Data records =
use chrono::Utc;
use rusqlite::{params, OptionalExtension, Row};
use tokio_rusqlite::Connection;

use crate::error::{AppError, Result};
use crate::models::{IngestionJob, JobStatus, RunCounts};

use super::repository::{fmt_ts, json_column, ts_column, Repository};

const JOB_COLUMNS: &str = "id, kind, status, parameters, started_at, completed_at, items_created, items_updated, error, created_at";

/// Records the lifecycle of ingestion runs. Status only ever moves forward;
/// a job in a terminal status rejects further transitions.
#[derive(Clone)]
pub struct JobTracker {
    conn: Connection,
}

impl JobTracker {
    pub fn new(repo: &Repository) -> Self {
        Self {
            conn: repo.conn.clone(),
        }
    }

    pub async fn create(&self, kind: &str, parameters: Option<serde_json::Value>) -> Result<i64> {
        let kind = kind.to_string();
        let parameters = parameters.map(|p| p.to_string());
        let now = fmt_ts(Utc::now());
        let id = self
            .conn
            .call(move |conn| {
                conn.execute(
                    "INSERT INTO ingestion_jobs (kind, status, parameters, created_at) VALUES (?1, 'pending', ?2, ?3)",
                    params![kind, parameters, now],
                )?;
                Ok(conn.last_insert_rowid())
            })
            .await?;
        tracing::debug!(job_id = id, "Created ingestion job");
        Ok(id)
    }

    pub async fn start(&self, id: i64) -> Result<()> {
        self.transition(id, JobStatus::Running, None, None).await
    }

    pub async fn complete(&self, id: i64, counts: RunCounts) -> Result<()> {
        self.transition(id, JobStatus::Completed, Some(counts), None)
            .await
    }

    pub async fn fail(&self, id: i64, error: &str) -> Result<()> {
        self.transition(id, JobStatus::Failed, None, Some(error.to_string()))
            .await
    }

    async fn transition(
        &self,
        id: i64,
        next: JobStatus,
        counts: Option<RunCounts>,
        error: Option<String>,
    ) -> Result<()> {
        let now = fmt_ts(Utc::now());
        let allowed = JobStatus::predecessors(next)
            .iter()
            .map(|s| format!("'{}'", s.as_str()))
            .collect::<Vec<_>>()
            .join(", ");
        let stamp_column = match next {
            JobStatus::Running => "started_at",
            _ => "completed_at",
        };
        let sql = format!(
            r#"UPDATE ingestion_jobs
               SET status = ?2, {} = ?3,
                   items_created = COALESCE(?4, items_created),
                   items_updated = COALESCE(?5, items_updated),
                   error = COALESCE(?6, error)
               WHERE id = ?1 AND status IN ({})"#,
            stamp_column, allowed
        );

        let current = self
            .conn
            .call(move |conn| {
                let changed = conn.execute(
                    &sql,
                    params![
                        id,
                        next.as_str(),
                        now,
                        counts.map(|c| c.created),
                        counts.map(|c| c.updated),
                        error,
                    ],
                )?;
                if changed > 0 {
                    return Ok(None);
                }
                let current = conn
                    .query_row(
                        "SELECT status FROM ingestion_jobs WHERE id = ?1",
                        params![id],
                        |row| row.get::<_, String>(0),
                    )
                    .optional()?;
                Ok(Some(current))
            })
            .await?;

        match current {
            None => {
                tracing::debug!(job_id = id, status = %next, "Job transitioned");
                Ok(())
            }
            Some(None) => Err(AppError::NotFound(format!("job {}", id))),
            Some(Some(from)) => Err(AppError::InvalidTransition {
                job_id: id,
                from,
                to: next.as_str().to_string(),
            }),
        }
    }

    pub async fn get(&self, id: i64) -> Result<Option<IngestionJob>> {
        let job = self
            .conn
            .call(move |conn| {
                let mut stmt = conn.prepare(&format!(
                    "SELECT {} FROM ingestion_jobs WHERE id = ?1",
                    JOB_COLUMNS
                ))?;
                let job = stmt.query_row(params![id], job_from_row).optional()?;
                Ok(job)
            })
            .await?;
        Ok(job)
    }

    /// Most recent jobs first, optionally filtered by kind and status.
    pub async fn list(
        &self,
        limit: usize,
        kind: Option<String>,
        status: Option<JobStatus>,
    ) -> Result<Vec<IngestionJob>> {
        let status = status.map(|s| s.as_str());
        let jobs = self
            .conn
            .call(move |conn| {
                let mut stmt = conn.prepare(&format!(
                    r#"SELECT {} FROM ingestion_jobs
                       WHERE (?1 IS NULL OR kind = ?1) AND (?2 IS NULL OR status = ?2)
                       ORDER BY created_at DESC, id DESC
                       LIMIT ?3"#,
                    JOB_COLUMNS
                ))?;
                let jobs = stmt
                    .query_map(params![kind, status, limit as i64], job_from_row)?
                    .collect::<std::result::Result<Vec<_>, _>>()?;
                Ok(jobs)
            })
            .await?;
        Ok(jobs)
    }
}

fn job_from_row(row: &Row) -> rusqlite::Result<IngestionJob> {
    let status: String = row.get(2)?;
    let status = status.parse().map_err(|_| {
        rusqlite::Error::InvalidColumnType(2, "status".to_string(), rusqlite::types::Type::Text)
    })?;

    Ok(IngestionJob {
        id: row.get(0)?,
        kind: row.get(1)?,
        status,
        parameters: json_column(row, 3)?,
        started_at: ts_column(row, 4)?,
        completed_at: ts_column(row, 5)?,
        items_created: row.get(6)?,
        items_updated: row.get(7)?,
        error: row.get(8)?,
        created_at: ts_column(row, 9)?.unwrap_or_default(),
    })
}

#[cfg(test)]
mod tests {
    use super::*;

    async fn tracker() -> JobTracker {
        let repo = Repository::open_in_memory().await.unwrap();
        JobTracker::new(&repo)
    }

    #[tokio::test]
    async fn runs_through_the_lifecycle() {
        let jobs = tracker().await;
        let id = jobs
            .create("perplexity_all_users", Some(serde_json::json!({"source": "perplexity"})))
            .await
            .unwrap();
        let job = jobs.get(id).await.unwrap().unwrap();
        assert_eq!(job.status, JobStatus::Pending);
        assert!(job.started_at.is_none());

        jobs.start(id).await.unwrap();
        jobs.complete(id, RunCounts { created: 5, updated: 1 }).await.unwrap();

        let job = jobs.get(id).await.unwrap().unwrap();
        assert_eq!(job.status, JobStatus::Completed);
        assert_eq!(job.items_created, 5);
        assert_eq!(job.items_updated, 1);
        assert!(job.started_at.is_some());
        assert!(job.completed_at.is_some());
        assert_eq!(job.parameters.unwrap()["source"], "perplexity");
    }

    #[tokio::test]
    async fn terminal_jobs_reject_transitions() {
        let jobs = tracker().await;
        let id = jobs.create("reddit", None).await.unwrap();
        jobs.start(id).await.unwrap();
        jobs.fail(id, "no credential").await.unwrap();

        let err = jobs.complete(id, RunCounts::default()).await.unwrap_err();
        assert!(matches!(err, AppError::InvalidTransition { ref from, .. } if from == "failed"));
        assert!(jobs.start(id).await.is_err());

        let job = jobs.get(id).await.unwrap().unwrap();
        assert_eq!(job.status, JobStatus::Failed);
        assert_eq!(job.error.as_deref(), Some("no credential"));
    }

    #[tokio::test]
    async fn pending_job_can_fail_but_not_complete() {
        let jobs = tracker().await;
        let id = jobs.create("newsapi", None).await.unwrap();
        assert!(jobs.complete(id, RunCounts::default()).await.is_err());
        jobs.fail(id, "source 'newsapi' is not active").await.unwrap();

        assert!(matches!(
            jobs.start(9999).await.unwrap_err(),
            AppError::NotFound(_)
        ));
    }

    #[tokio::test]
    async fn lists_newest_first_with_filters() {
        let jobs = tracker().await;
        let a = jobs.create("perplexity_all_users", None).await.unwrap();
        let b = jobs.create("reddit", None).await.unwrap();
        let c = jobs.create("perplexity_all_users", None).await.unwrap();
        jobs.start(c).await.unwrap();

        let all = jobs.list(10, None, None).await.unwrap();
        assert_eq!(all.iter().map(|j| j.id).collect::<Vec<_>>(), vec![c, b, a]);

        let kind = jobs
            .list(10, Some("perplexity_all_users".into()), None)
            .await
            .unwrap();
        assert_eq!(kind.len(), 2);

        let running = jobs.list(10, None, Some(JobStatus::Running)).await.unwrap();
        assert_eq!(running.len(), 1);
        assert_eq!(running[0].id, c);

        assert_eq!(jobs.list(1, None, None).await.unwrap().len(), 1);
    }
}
---
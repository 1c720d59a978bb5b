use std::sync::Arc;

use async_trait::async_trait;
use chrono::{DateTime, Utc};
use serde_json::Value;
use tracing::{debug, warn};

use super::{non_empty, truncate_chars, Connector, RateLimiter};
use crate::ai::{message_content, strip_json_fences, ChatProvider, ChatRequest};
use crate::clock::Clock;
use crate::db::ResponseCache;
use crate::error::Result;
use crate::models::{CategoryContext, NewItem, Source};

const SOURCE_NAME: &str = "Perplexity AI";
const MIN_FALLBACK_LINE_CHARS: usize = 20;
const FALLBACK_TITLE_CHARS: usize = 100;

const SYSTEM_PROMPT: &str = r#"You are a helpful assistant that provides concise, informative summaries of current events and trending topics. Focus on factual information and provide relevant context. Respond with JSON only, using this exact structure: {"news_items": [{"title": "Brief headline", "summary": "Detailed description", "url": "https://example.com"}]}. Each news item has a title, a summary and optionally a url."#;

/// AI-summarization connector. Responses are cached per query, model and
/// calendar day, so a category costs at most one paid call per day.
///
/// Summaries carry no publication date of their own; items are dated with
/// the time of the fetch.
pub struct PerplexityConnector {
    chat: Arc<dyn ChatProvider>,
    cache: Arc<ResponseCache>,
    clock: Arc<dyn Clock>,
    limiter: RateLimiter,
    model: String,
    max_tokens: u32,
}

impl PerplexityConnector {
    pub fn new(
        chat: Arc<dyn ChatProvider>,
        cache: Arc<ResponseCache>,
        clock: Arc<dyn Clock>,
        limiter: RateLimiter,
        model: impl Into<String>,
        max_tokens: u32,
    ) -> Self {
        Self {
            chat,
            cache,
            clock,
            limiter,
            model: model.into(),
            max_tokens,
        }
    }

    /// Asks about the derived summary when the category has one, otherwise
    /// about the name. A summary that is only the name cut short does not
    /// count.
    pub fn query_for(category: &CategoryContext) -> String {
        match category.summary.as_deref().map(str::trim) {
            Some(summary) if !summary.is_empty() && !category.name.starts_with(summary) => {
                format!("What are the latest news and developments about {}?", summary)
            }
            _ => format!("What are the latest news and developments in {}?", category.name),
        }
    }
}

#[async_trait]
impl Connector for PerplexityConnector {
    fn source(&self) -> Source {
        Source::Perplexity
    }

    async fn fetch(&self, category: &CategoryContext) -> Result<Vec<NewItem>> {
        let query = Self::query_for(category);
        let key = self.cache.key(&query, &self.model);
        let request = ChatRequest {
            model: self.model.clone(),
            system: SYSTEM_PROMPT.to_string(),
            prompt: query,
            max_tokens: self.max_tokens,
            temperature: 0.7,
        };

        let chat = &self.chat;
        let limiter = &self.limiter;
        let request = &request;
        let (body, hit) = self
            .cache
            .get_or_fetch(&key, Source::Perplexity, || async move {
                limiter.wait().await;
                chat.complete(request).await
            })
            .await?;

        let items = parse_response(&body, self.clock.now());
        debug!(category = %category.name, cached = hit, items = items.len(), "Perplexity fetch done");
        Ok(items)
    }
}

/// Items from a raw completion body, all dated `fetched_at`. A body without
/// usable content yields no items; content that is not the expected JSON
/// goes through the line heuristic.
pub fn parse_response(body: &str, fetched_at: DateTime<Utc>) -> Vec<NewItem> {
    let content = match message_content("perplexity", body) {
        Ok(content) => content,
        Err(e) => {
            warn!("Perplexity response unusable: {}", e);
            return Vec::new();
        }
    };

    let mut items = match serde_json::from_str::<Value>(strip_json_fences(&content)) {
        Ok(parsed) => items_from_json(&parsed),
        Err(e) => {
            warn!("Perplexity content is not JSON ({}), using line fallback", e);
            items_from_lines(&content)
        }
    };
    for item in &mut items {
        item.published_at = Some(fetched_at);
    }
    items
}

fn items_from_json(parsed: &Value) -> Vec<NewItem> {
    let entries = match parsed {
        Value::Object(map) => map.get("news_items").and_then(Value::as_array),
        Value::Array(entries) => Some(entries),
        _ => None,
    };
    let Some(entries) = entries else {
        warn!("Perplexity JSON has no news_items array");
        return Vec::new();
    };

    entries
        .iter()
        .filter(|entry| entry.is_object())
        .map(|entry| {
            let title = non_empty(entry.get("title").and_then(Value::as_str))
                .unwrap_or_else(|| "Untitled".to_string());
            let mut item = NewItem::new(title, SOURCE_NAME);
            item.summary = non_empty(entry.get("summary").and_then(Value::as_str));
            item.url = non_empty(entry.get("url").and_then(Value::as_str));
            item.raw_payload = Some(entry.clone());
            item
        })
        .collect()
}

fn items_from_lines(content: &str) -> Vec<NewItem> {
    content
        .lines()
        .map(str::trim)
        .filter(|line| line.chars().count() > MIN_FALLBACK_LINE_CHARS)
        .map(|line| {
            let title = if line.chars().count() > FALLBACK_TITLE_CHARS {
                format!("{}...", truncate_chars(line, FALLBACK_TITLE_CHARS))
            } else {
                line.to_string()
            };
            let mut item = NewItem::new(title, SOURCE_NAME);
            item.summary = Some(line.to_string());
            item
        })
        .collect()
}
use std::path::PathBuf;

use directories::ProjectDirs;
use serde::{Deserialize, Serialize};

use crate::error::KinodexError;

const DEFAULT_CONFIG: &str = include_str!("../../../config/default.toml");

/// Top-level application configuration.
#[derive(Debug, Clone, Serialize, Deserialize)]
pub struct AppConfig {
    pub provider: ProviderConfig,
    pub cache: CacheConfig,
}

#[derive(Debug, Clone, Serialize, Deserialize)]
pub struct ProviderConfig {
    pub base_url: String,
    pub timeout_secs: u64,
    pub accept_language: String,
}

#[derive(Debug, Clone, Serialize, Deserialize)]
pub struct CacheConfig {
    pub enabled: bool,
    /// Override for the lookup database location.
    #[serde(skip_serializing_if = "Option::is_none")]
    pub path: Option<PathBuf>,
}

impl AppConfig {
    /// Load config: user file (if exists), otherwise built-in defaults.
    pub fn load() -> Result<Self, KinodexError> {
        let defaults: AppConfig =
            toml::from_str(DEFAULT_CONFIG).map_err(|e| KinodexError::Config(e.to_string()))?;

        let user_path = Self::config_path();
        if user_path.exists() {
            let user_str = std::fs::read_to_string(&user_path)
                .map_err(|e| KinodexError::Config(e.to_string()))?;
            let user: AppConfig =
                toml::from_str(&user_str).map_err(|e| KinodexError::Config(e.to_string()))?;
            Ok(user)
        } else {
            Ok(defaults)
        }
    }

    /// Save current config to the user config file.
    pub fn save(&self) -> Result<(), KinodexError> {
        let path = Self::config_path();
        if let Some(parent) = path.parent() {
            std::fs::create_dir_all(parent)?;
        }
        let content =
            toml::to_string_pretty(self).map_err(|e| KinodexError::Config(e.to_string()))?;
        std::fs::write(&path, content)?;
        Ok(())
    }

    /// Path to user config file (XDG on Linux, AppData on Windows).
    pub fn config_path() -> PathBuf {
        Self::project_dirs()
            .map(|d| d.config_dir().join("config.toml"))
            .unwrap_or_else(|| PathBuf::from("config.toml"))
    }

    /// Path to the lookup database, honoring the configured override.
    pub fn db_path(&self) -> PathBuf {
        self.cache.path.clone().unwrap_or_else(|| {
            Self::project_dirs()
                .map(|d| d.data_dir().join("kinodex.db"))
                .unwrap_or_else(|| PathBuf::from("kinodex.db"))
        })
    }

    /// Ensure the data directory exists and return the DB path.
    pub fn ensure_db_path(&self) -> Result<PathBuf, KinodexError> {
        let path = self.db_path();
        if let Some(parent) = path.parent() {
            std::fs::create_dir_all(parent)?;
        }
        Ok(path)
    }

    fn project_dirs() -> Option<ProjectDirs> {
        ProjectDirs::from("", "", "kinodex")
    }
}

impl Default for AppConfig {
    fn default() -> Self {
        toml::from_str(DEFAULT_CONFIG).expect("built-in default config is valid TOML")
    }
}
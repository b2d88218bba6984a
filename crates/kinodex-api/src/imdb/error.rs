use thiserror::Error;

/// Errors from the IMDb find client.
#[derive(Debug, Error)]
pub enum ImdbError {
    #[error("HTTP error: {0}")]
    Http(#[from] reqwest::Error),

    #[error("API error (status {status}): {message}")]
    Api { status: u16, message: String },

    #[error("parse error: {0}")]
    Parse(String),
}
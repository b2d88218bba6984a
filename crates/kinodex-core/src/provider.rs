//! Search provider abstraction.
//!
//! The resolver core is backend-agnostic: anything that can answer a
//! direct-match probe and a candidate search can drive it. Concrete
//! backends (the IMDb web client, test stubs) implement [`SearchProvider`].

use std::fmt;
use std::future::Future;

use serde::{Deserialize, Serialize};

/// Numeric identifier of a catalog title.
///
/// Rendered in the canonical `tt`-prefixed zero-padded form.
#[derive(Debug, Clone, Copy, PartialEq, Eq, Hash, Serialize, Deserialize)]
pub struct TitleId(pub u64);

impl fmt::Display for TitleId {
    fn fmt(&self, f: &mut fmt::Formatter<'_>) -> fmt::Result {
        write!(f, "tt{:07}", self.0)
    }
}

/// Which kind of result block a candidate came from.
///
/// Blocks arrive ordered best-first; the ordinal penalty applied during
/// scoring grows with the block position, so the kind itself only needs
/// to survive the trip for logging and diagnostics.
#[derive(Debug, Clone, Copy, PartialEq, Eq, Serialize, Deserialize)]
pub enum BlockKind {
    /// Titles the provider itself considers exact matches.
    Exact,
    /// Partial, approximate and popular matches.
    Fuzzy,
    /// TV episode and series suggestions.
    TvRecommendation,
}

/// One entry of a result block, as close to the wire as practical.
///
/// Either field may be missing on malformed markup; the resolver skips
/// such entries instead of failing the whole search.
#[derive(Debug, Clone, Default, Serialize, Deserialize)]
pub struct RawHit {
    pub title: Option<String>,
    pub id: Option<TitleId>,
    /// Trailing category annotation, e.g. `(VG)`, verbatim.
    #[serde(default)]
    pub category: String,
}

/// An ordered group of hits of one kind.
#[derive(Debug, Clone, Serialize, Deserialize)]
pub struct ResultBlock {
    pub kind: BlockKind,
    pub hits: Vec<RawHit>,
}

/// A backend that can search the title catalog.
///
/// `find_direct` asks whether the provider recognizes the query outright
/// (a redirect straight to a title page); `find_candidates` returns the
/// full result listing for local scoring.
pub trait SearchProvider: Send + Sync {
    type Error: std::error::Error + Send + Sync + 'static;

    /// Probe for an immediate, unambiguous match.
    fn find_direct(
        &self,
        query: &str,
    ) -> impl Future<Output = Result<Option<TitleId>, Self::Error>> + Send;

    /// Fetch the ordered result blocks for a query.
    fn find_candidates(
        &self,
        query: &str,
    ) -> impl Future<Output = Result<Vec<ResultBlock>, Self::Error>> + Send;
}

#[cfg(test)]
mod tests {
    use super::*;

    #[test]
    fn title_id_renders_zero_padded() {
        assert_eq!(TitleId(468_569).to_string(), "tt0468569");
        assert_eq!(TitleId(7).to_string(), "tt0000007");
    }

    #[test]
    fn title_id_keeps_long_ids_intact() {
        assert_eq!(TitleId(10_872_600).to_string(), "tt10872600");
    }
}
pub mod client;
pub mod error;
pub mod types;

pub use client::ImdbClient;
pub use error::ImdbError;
* * *
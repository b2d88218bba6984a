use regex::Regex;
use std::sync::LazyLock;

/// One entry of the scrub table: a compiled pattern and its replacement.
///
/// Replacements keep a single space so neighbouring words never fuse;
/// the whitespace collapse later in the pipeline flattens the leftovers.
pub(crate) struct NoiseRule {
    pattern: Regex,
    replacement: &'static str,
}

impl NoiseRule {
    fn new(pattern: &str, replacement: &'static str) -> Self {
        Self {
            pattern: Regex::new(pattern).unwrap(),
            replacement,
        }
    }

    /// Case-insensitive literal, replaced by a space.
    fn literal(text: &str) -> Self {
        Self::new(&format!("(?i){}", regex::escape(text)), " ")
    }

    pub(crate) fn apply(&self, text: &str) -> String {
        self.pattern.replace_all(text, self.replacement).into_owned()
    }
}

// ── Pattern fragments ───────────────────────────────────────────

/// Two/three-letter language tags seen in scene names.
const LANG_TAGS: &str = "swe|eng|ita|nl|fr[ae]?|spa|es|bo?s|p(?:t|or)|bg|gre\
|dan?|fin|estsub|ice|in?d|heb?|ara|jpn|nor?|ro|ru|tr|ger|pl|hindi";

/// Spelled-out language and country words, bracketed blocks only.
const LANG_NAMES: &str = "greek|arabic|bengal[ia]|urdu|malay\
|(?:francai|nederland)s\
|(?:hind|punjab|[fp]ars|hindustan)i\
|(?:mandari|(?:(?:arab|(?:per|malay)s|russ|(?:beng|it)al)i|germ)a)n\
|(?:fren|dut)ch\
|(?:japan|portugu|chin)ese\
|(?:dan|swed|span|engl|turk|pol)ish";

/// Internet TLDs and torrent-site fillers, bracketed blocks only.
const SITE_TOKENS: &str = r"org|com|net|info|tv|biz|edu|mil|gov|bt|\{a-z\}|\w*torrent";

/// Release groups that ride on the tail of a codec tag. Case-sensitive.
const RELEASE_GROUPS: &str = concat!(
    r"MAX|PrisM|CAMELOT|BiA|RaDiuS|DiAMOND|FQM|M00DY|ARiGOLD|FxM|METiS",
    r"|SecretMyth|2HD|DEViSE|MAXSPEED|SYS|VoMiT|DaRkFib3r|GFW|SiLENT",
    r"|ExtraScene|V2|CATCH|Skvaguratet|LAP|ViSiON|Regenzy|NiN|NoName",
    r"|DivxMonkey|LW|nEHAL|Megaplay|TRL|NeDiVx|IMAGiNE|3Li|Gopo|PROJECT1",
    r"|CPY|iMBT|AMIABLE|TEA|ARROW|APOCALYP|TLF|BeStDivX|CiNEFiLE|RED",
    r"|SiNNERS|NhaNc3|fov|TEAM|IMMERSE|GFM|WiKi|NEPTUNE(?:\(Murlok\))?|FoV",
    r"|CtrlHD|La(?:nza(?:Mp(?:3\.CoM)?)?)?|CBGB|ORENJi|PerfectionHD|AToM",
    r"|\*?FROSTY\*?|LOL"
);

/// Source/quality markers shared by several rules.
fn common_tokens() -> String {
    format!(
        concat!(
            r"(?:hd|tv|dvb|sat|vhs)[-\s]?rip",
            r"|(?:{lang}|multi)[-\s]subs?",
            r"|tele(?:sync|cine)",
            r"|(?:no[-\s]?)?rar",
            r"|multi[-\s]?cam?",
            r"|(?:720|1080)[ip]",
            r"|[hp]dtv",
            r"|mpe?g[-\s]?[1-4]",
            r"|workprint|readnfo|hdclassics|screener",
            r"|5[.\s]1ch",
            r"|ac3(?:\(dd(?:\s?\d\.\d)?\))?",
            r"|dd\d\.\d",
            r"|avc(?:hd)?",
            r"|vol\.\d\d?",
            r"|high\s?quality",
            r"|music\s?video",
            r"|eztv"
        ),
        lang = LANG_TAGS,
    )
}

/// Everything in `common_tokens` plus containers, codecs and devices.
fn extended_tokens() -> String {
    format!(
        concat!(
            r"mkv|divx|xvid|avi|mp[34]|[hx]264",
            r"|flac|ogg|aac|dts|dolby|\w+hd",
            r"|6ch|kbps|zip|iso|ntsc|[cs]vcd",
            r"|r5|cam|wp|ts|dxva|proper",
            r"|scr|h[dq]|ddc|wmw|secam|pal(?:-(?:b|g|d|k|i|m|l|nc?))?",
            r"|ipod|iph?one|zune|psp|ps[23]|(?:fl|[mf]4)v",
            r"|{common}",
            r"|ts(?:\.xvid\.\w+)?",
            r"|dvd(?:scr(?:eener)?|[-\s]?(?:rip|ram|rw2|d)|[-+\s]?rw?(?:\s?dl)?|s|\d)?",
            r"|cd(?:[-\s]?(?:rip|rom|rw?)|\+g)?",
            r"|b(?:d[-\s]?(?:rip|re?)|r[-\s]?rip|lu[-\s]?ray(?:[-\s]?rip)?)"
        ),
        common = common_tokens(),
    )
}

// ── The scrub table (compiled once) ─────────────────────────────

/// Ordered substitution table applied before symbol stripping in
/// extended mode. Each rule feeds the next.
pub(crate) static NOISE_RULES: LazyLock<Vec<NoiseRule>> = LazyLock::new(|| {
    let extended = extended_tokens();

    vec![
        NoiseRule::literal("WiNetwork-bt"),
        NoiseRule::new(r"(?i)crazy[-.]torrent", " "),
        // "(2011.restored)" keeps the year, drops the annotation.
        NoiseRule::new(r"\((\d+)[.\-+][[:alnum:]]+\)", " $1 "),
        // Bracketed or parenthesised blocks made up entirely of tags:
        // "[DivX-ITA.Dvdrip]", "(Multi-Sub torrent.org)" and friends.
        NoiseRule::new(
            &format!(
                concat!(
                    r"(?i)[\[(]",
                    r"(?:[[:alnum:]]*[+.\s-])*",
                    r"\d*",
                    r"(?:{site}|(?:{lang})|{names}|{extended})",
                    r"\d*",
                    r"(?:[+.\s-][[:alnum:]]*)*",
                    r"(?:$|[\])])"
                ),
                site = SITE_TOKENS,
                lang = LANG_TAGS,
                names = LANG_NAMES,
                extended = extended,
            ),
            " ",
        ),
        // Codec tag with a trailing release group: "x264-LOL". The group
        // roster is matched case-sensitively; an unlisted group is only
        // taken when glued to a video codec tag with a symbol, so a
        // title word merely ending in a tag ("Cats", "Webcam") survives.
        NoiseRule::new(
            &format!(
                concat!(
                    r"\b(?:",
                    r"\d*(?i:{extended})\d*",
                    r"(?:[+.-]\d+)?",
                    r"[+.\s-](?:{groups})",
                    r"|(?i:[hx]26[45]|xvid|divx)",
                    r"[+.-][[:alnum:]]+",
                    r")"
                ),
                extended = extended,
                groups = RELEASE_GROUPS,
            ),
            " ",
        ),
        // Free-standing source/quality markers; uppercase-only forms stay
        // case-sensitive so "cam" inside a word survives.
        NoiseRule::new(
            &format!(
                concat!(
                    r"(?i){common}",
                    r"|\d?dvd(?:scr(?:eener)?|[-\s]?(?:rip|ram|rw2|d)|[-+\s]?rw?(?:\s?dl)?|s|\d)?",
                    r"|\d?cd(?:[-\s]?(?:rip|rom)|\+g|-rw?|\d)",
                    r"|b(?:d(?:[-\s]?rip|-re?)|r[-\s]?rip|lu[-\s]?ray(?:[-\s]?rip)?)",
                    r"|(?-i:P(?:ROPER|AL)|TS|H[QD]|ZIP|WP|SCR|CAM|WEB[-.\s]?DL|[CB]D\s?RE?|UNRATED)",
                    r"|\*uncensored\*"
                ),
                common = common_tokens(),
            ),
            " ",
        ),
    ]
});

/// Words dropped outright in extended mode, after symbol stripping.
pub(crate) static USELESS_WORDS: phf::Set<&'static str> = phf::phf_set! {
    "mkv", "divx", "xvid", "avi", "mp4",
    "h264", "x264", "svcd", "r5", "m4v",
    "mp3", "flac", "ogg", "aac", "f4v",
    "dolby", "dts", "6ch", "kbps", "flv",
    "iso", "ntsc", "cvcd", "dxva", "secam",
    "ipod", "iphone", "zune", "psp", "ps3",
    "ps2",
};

Work item = Set down, unchanged, only those lines above that fall between the line with "by a space." and the line with "Pattern fragments ───────────────────────────────────────────", the two end lines included.

The answer =
    /// Case-insensitive literal, replaced by a space.
    fn literal(text: &str) -> Self {
        Self::new(&format!("(?i){}", regex::escape(text)), " ")
    }

    pub(crate) fn apply(&self, text: &str) -> String {
        self.pattern.replace_all(text, self.replacement).into_owned()
    }
}

// ── Pattern fragments ───────────────────────────────────────────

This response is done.